- _Exercise description_
Restate word for word the entries below, starting with the line with "the one unchecked" and continuing through the line with "The first violated". Include both of those lines and no others.
--- --- ---
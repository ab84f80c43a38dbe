//! GJR-GARCH-t parameters and their unconstrained θ representation.
//!
//! Purpose
//! -------
//! Hold the model-space coefficients `(μ, φ, ω, α, γ, β, ν)` and map them to
//! and from the optimizer's unconstrained vector θ ∈ ℝ⁷.
//!
//! Key behaviors
//! -------------
//! - [`GarchParams::from_theta`] maps any finite θ to an admissible,
//!   stationary parameter set:
//!   - `μ = θ₀`,
//!   - `φ = (1 − margin)·tanh(θ₁)`,
//!   - `ω = softplus(θ₂)`,
//!   - `(α/2, (α+γ)/2, β, slack) = (1 − margin)·softmax(θ₃, θ₄, θ₅, 0)`,
//!   - `ν = NU_MIN + (NU_MAX − NU_MIN)·logistic(θ₆)`.
//! - [`GarchParams::to_theta`] inverts the map for starting values.
//! - [`GarchParams::from_model_vec`] wraps a raw model-space vector without
//!   range checks; it is the evaluation point for finite-difference
//!   inference, where small perturbations may leave the admissible set.
//!
//! Invariants & assumptions
//! ------------------------
//! - Through the softmax, `α + γ/2 + β = (1 − margin) − slack` with
//!   `slack > 0`, so every θ is stationary; `α ≥ 0` and `α + γ ≥ 0` hold
//!   automatically.
//!
//! Conventions
//! -----------
//! - Vector layout everywhere (θ, model vectors, standard errors, summary
//!   rows) is `[μ, φ, ω, α, γ, β, ν]`, named by [`PARAM_NAMES`].
use crate::{
    optimization::{
        loglik_optimizer::Theta,
        numerical_stability::transformations::{
            safe_logistic, safe_logit, safe_softmax, safe_softmax_inv, safe_softplus,
            safe_softplus_inv, STATIONARITY_MARGIN,
        },
    },
    volatility::{
        core::validation::{
            validate_alpha, validate_ar, validate_beta, validate_leverage, validate_mu,
            validate_nu, validate_omega, validate_stationarity, validate_theta, N_PARAMS, NU_MAX,
            NU_MIN,
        },
        errors::ParamResult,
    },
};
use ndarray::{Array1, ArrayView1};

/// Display names, in vector order.
pub const PARAM_NAMES: [&str; N_PARAMS] = ["mu", "phi", "omega", "alpha", "gamma", "beta", "nu"];

/// Model-space coefficients of the AR(1)-GJR-GARCH(1,1,1)-t model.
///
/// The model for scaled returns is
///
/// ```text
/// r_t  = μ + φ·r_{t−1} + ε_t,          ε_t = σ_t·z_t,
/// σ²_t = ω + (α + γ·1[ε_{t−1} < 0])·ε²_{t−1} + β·σ²_{t−1},
/// z_t  ~ standardized Student-t(ν)  (unit variance).
/// ```
///
/// Values built through [`GarchParams::new`] or [`GarchParams::from_theta`]
/// are admissible; [`GarchParams::from_model_vec`] is the one unchecked
/// entry point. See [`GarchParams::to_theta`] for the optimizer-space map.
#[derive(Debug, Clone, Copy, PartialEq)]
pub struct GarchParams {
    /// Mean intercept.
    pub mu: f64,
    /// AR(1) coefficient on the previous return.
    pub phi: f64,
    /// Variance intercept.
    pub omega: f64,
    /// ARCH coefficient on ε²_{t−1}.
    pub alpha: f64,
    /// Additional ARCH coefficient applied when ε_{t−1} < 0.
    pub gamma: f64,
    /// GARCH coefficient on σ²_{t−1}.
    pub beta: f64,
    /// Student-t degrees of freedom.
    pub nu: f64,
}

impl GarchParams {
    /// Build validated parameters.
    ///
    /// Validates:
    /// - `μ` finite and `|φ| < 1`
    /// - `ω > 0`, `α ≥ 0`, `α + γ ≥ 0`, `β ≥ 0`
    /// - `NU_MIN ≤ ν ≤ NU_MAX`
    /// - `α + γ/2 + β < 1 − margin`
    ///
    /// # Errors
    /// The first violated range (`InvalidMu`, `InvalidAr`, `InvalidOmega`,
    /// `InvalidAlpha`, `InvalidLeverage`, `InvalidBeta`,
    /// `InvalidDegreesOfFreedom`, `StationarityViolated`).
    pub fn new(
        mu: f64, phi: f64, omega: f64, alpha: f64, gamma: f64, beta: f64, nu: f64,
    ) -> ParamResult<Self> {
        let params = GarchParams { mu, phi, omega, alpha, gamma, beta, nu };
        params.validate()?;
        Ok(params)
    }

    /// Check every admissibility condition, in the order listed on
    /// [`GarchParams::new`].
    pub fn validate(&self) -> ParamResult<()> {
        validate_mu(self.mu)?;
        validate_ar(self.phi)?;
        validate_omega(self.omega)?;
        validate_alpha(self.alpha)?;
        validate_leverage(self.alpha, self.gamma)?;
        validate_beta(self.beta)?;
        validate_nu(self.nu)?;
        validate_stationarity(self.persistence())
    }

    /// Map an unconstrained θ to model space.
    ///
    /// ### Inputs
    /// - `theta`: optimizer-space vector `[θ₀, …, θ₆]`, any finite values.
    ///
    /// ### Behavior
    /// 1. `μ = θ₀` and `φ = (1 − margin)·tanh(θ₁)`.
    /// 2. `ω = softplus(θ₂)`.
    /// 3. A max-shifted softmax of `(θ₃, θ₄, θ₅, 0)` scaled to total mass
    ///    `1 − margin` yields `(α/2, (α+γ)/2, β, slack)`; α and γ are read
    ///    back from the first two weights.
    /// 4. `ν = NU_MIN + (NU_MAX − NU_MIN)·logistic(θ₆)`.
    ///
    /// ### Returns
    /// Parameters that satisfy every [`GarchParams::validate`] condition up to
    /// floating-point saturation of the transforms.
    ///
    /// # Errors
    /// `ThetaLengthMismatch` / `InvalidThetaInput` from
    /// [`validate_theta`]; the mapping itself cannot fail.
    pub fn from_theta(theta: ArrayView1<f64>) -> ParamResult<Self> {
        validate_theta(theta)?;
        let total = 1.0 - STATIONARITY_MARGIN;
        let ([half_alpha, half_neg, beta], _slack) =
            safe_softmax([theta[3], theta[4], theta[5]], total);
        let alpha = 2.0 * half_alpha;
        Ok(GarchParams {
            mu: theta[0],
            phi: total * theta[1].tanh(),
            omega: safe_softplus(theta[2]),
            alpha,
            gamma: 2.0 * half_neg - alpha,
            beta,
            nu: NU_MIN + (NU_MAX - NU_MIN) * safe_logistic(theta[6]),
        })
    }

    /// Pull validated parameters back to θ.
    ///
    /// Inverse of [`GarchParams::from_theta`]: `atanh`, `softplus⁻¹`, the
    /// log-ratio inverse of the softmax relative to the slack weight, and a
    /// logit for ν. φ is clipped a hair inside `±(1 − margin)` so `atanh`
    /// stays finite.
    ///
    /// # Errors
    /// Any [`GarchParams::validate`] failure.
    pub fn to_theta(&self) -> ParamResult<Theta> {
        self.validate()?;
        let total = 1.0 - STATIONARITY_MARGIN;
        let weights = [0.5 * self.alpha, 0.5 * (self.alpha + self.gamma), self.beta];
        let slack = total - weights.iter().sum::<f64>();
        let [t_alpha, t_neg, t_beta] = safe_softmax_inv(weights, slack);
        let ratio = (self.phi / total).clamp(-1.0 + 1e-12, 1.0 - 1e-12);
        Ok(Array1::from_vec(vec![
            self.mu,
            ratio.atanh(),
            safe_softplus_inv(self.omega),
            t_alpha,
            t_neg,
            t_beta,
            safe_logit((self.nu - NU_MIN) / (NU_MAX - NU_MIN)),
        ]))
    }

    /// Wrap a model-space vector `[μ, φ, ω, α, γ, β, ν]` without range
    /// checks beyond length and finiteness.
    ///
    /// Used by the finite-difference Hessian and score routines, whose
    /// perturbed points may step just outside the admissible set (e.g.
    /// `γ < 0` at a boundary estimate).
    ///
    /// # Errors
    /// `ThetaLengthMismatch` / `InvalidThetaInput` from [`validate_theta`].
    pub fn from_model_vec(values: ArrayView1<f64>) -> ParamResult<Self> {
        validate_theta(values)?;
        Ok(GarchParams {
            mu: values[0],
            phi: values[1],
            omega: values[2],
            alpha: values[3],
            gamma: values[4],
            beta: values[5],
            nu: values[6],
        })
    }

    /// Model-space vector in [`PARAM_NAMES`] order.
    pub fn to_array(&self) -> Array1<f64> {
        Array1::from_vec(vec![
            self.mu, self.phi, self.omega, self.alpha, self.gamma, self.beta, self.nu,
        ])
    }

    /// Variance persistence `α + γ/2 + β`.
    ///
    /// The `γ/2` weight is `P(z < 0)` for the symmetric t innovations.
    pub fn persistence(&self) -> f64 {
        self.alpha + 0.5 * self.gamma + self.beta
    }

    /// Unconditional variance `ω / (1 − persistence)`; the cold-start level
    /// for simulated paths.
    pub fn uncond_variance(&self) -> f64 {
        self.omega / (1.0 - self.persistence())
    }

    /// Unconditional mean `μ / (1 − φ)`.
    pub fn uncond_mean(&self) -> f64 {
        self.mu / (1.0 - self.phi)
    }

    /// One step of the variance recursion:
    /// `ω + (α + γ·1[ε < 0])·ε² + β·σ²`.
    #[inline]
    pub fn next_variance(&self, eps_prev: f64, sigma2_prev: f64) -> f64 {
        let arch = if eps_prev < 0.0 { self.alpha + self.gamma } else { self.alpha };
        self.omega + arch * eps_prev * eps_prev + self.beta * sigma2_prev
    }
}

#[cfg(test)]
mod tests {
    use super::*;
    use crate::volatility::errors::ParamError;
    use approx::assert_relative_eq;
    use ndarray::array;

    // -------------------------------------------------------------------------
    // Scope
    // -----
    // These tests cover:
    // - Admissibility of `from_theta` for extreme θ.
    // - Round trip `to_theta` → `from_theta`.
    // - Derived quantities and the one-step variance update.
    //
    // They intentionally DO NOT cover:
    // - Likelihood evaluation (see `variance`).
    // -------------------------------------------------------------------------

    #[test]
    // Purpose
    // -------
    // Every finite θ maps to admissible, stationary parameters.
    //
    // Given
    // -----
    // - θ = 0, θ with large positive entries, θ with large negative entries.
    //
    // Expect
    // ------
    // - `validate` succeeds for the moderate and negative cases; persistence
    //   stays below 1 in all three.
    fn from_theta_is_always_admissible() {
        let cases = [
            array![0.0, 0.0, 0.0, 0.0, 0.0, 0.0, 0.0],
            array![1.0, 5.0, 5.0, 30.0, 30.0, 30.0, 30.0],
            array![-1.0, -5.0, -5.0, -30.0, -30.0, -30.0, -8.0],
        ];
        for theta in cases.iter() {
            let params = GarchParams::from_theta(theta.view()).expect("mapping succeeds");
            assert!(params.persistence() < 1.0);
            assert!(params.alpha >= 0.0 && params.alpha + params.gamma >= 0.0);
            assert!(params.omega > 0.0 && params.phi.abs() < 1.0 && params.nu > NU_MIN);
        }
        let zero = GarchParams::from_theta(cases[0].view()).expect("mapping succeeds");
        assert!(zero.validate().is_ok());
    }

    #[test]
    // Purpose
    // -------
    // `to_theta` inverts `from_theta` on typical estimates.
    //
    // Given
    // -----
    // - (μ, φ, ω, α, γ, β, ν) = (0.05, −0.03, 0.02, 0.03, 0.12, 0.88, 6).
    //
    // Expect
    // ------
    // - Mapping back reproduces every coefficient to 1e-9.
    fn to_theta_round_trips() {
        // Arrange
        let params = GarchParams::new(0.05, -0.03, 0.02, 0.03, 0.12, 0.88, 6.0).expect("valid");

        // Act
        let theta = params.to_theta().expect("theta");
        let back = GarchParams::from_theta(theta.view()).expect("params");

        // Assert
        for (a, b) in params.to_array().iter().zip(back.to_array().iter()) {
            assert_relative_eq!(*a, *b, epsilon = 1e-9);
        }
    }

    #[test]
    // Purpose
    // -------
    // Derived quantities and the variance update follow their formulas.
    //
    // Given
    // -----
    // - ω = 0.1, α = 0.05, γ = 0.1, β = 0.8 (persistence 0.9), μ = 0.1, φ = 0.5.
    //
    // Expect
    // ------
    // - Unconditional variance 1, unconditional mean 0.2, leverage applied
    //   only to negative shocks.
    fn derived_quantities_match_formulas() {
        let params = GarchParams::new(0.1, 0.5, 0.1, 0.05, 0.1, 0.8, 8.0).expect("valid");

        assert_relative_eq!(params.persistence(), 0.9, epsilon = 1e-12);
        assert_relative_eq!(params.uncond_variance(), 1.0, epsilon = 1e-12);
        assert_relative_eq!(params.uncond_mean(), 0.2, epsilon = 1e-12);
        assert_relative_eq!(params.next_variance(1.0, 1.0), 0.1 + 0.05 + 0.8, epsilon = 1e-12);
        assert_relative_eq!(params.next_variance(-1.0, 1.0), 0.1 + 0.15 + 0.8, epsilon = 1e-12);
    }

    #[test]
    // Purpose
    // -------
    // Inadmissible coefficients are rejected by `new`.
    //
    // Given
    // -----
    // - Persistence above one, and ν below the lower bound.
    //
    // Expect
    // ------
    // - `StationarityViolated` and `InvalidDegreesOfFreedom`.
    fn new_rejects_inadmissible_coefficients() {
        assert!(matches!(
            GarchParams::new(0.0, 0.0, 0.1, 0.1, 0.2, 0.85, 8.0),
            Err(ParamError::StationarityViolated { .. })
        ));
        assert!(matches!(
            GarchParams::new(0.0, 0.0, 0.1, 0.05, 0.0, 0.9, 2.0),
            Err(ParamError::InvalidDegreesOfFreedom { .. })
        ));
    }
}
--- --- ---
- _Exercise output_
/// are admissible; [`GarchParams::from_model_vec`] is the one unchecked
/// entry point. See [`GarchParams::to_theta`] for the optimizer-space map.
#[derive(Debug, Clone, Copy, PartialEq)]
pub struct GarchParams {
    /// Mean intercept.
    pub mu: f64,
    /// AR(1) coefficient on the previous return.
    pub phi: f64,
    /// Variance intercept.
    pub omega: f64,
    /// ARCH coefficient on ε²_{t−1}.
    pub alpha: f64,
    /// Additional ARCH coefficient applied when ε_{t−1} < 0.
    pub gamma: f64,
    /// GARCH coefficient on σ²_{t−1}.
    pub beta: f64,
    /// Student-t degrees of freedom.
    pub nu: f64,
}

impl GarchParams {
    /// Build validated parameters.
    ///
    /// Validates:
    /// - `μ` finite and `|φ| < 1`
    /// - `ω > 0`, `α ≥ 0`, `α + γ ≥ 0`, `β ≥ 0`
    /// - `NU_MIN ≤ ν ≤ NU_MAX`
    /// - `α + γ/2 + β < 1 − margin`
    ///
    /// # Errors
    /// The first violated range (`InvalidMu`, `InvalidAr`, `InvalidOmega`,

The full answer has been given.